Les recours en justice contre les uns et les autres, parce qu’ils ont dit ceci ou cela, sont devenus tellement fréquents qu’on ne sait plus quoi dire sans se retrouver avec un procès sur le dos. Alors qu’on attend toujours que la justice s’en prenne enfin à la corruption pandémique et au vol du bien public.

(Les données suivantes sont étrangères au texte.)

//! Engine configuration, loaded from the environment.
//!
//! Every setting has a usable default so a development instance starts with zero configuration, but
//! the loader logs loudly about anything production must not run without (custody address, webhook
//! secret).

use std::env;

use log::*;
use spg_common::{helpers::parse_boolean_flag, MicroUsd, Secret};

use crate::{fees::FeeSchedule, helpers::normalize_settlement_address, spe_api::withdrawal_api::WithdrawalPolicy};

const DEFAULT_DATABASE_URL: &str = "sqlite://data/spg_store.db";

#[derive(Clone, Debug)]
pub struct EngineConfig {
    pub database_url: String,
    pub fee_schedule: FeeSchedule,
    pub withdrawal_policy: WithdrawalPolicy,
    /// The platform custody address, normalized. Settlement silently ignores events for any other
    /// address.
    pub custody_address: String,
    /// Shared secret for the processor webhook signature.
    pub webhook_secret: Secret<String>,
    /// When false, webhook signature checks are skipped. Development only.
    pub verify_webhooks: bool,
}

impl Default for EngineConfig {
    fn default() -> Self {
        Self {
            database_url: DEFAULT_DATABASE_URL.to_string(),
            fee_schedule: FeeSchedule::default(),
            withdrawal_policy: WithdrawalPolicy::default(),
            custody_address: String::default(),
            webhook_secret: Secret::default(),
            verify_webhooks: true,
        }
    }
}

impl EngineConfig {
    pub fn from_env_or_default() -> Self {
        let database_url = env::var("SPG_DATABASE_URL").ok().unwrap_or_else(|| {
            info!("🪛️ SPG_DATABASE_URL is not set. Using the default, {DEFAULT_DATABASE_URL}.");
            DEFAULT_DATABASE_URL.to_string()
        });
        let fee_schedule = env::var("SPG_PLATFORM_FEE_BPS")
            .map(|s| {
                s.parse::<u32>().map(FeeSchedule::new).unwrap_or_else(|e| {
                    error!(
                        "🪛️ {s} is not a valid basis-point value for SPG_PLATFORM_FEE_BPS. {e} Using the platform \
                         default instead."
                    );
                    FeeSchedule::default()
                })
            })
            .unwrap_or_default();
        let withdrawal_policy = configure_withdrawal_policy();
        let custody_address = env::var("SPG_CUSTODY_ADDRESS")
            .map(|s| normalize_settlement_address(&s))
            .ok()
            .unwrap_or_else(|| {
                error!(
                    "🪛️ SPG_CUSTODY_ADDRESS is not set. Settlement will not match any incoming event until the \
                     platform custody address is configured."
                );
                String::default()
            });
        let webhook_secret = env::var("SPG_WEBHOOK_SECRET").ok().unwrap_or_else(|| {
            error!("🪛️ SPG_WEBHOOK_SECRET is not set. Processor webhooks cannot be authenticated without it.");
            String::default()
        });
        let verify_webhooks = parse_boolean_flag(env::var("SPG_VERIFY_WEBHOOKS").ok(), true);
        if !verify_webhooks {
            warn!("🚨️ SPG_VERIFY_WEBHOOKS is off. Unsigned webhook payloads will be accepted.");
        }
        Self {
            database_url,
            fee_schedule,
            withdrawal_policy,
            custody_address,
            webhook_secret: Secret::new(webhook_secret),
            verify_webhooks,
        }
    }
}

fn configure_withdrawal_policy() -> WithdrawalPolicy {
    let defaults = WithdrawalPolicy::default();
    let minimum = env::var("SPG_MIN_WITHDRAWAL")
        .map_err(|_| {
            info!("🪛️ SPG_MIN_WITHDRAWAL is not set. Using the default of {}.", defaults.minimum);
        })
        .and_then(|s| {
            s.parse::<MicroUsd>()
                .map_err(|e| warn!("🪛️ Invalid configuration value for SPG_MIN_WITHDRAWAL. {e}"))
        })
        .unwrap_or(defaults.minimum);
    let enhanced_review_threshold = env::var("SPG_ENHANCED_REVIEW_THRESHOLD")
        .map_err(|_| {
            info!(
                "🪛️ SPG_ENHANCED_REVIEW_THRESHOLD is not set. Using the default of {}.",
                defaults.enhanced_review_threshold
            );
        })
        .and_then(|s| {
            s.parse::<MicroUsd>()
                .map_err(|e| warn!("🪛️ Invalid configuration value for SPG_ENHANCED_REVIEW_THRESHOLD. {e}"))
        })
        .unwrap_or(defaults.enhanced_review_threshold);
    WithdrawalPolicy { minimum, enhanced_review_threshold }
}

#[cfg(test)]
mod test {
    use super::*;

    #[test]
    fn defaults_are_safe_for_development() {
        let config = EngineConfig::default();
        assert_eq!(config.database_url, DEFAULT_DATABASE_URL);
        assert_eq!(config.fee_schedule.rate_bps(), 150);
        assert_eq!(config.withdrawal_policy.minimum, MicroUsd::from_dollars(25));
        assert_eq!(config.withdrawal_policy.enhanced_review_threshold, MicroUsd::from_dollars(10_000));
        assert!(config.verify_webhooks);
    }

    #[test]
    fn environment_overrides_are_applied_and_normalized() {
        env::set_var("SPG_PLATFORM_FEE_BPS", "200");
        env::set_var("SPG_MIN_WITHDRAWAL", "50");
        env::set_var("SPG_ENHANCED_REVIEW_THRESHOLD", "5000.50");
        env::set_var("SPG_CUSTODY_ADDRESS", "0xAb5801a7D398351b8bE11C439e05C5B3259aeC9B");
        let config = EngineConfig::from_env_or_default();
        assert_eq!(config.fee_schedule.rate_bps(), 200);
        assert_eq!(config.withdrawal_policy.minimum, MicroUsd::from_dollars(50));
        assert_eq!(config.withdrawal_policy.enhanced_review_threshold, MicroUsd::from(5_000_500_000));
        assert_eq!(config.custody_address, "0xab5801a7d398351b8be11c439e05c5b3259aec9b");
        env::remove_var("SPG_PLATFORM_FEE_BPS");
        env::remove_var("SPG_MIN_WITHDRAWAL");
        env::remove_var("SPG_ENHANCED_REVIEW_THRESHOLD");
        env::remove_var("SPG_CUSTODY_ADDRESS");
    }
}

Sur les réseaux sociaux, chacun est convaincu de détenir la vérité vraie, la pensée juste et la bonne parole. Nul besoin d’en discuter, si on n’est pas d’accord, on a tort, point final. Alors on élève des bûchers virtuels pour punir celles et ceux qui osent exprimer une opinion différente. L’injure, le mensonge, la diffamation, le lynchage public, tout est bon pour réprimer toute contradiction.

C’est vrai qu'aujourd'hui, au Liban, personne ou presque ne finit en prison pour s’être exprimé librement. Mais la peur qui s’est peu à peu installée est des plus inquiétantes. Par peur d’avoir des ennuis, ou de se faire des ennemis, ou même de se voir socialement exclu, on préfère garder ses opinions pour soi. Bientôt, si nous n’y prenons garde, l’autocensure deviendra la règle, et nous deviendrons nos propres geôliers.

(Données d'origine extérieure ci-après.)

mod microusd;

pub mod op;
mod secret;

pub mod helpers;

pub use microusd::{MicroUsd, MicroUsdConversionError, USDC_CURRENCY_CODE, USDC_CURRENCY_CODE_LOWER};
pub use secret::Secret;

Cette nouvelle Inquisition n’est évidemment pas exclusivement libanaise. On peut voir fleurir ses tribunaux dans tous les pays, même les plus démocratiques. Comme si l’humanité s’était soudain divisée entre ceux qui pensent juste et ceux qui pensent faux. Ces derniers devant impérativement être voués aux gémonies avant d’être bâillonnés.

Tout le monde flique tout le monde, tout le monde surveille, épie, espionne tout le monde, et tout le monde dénonce, juge et condamne tout le monde. La machine à faire taire tourne à plein régime. On a banalisé l’intolérance. On a démocratisé le totalitarisme. Et surtout on a oublié que défendre la liberté d’expression c’est avant tout défendre celui ou celle qui ne pense pas comme nous, dont les idées sont opposées aux nôtres, dont les propos nous révoltent ou nous horripilent.

Trop de libertés tue la liberté, m’a-t-on dit un jour. La formule est amusante, mais qui décide ce qui peut et ne peut pas être dit, écrit ou pensé? Qui autorise et qui interdit? Ceux qui pensent comme nous ou les autres? C’est un débat qu’il faudrait avoir. Mais un débat est un échange, un dialogue, pas une suite de monologues, où chacun campe sur ses positions et s’écrie : la Garde meurt mais ne se rend pas.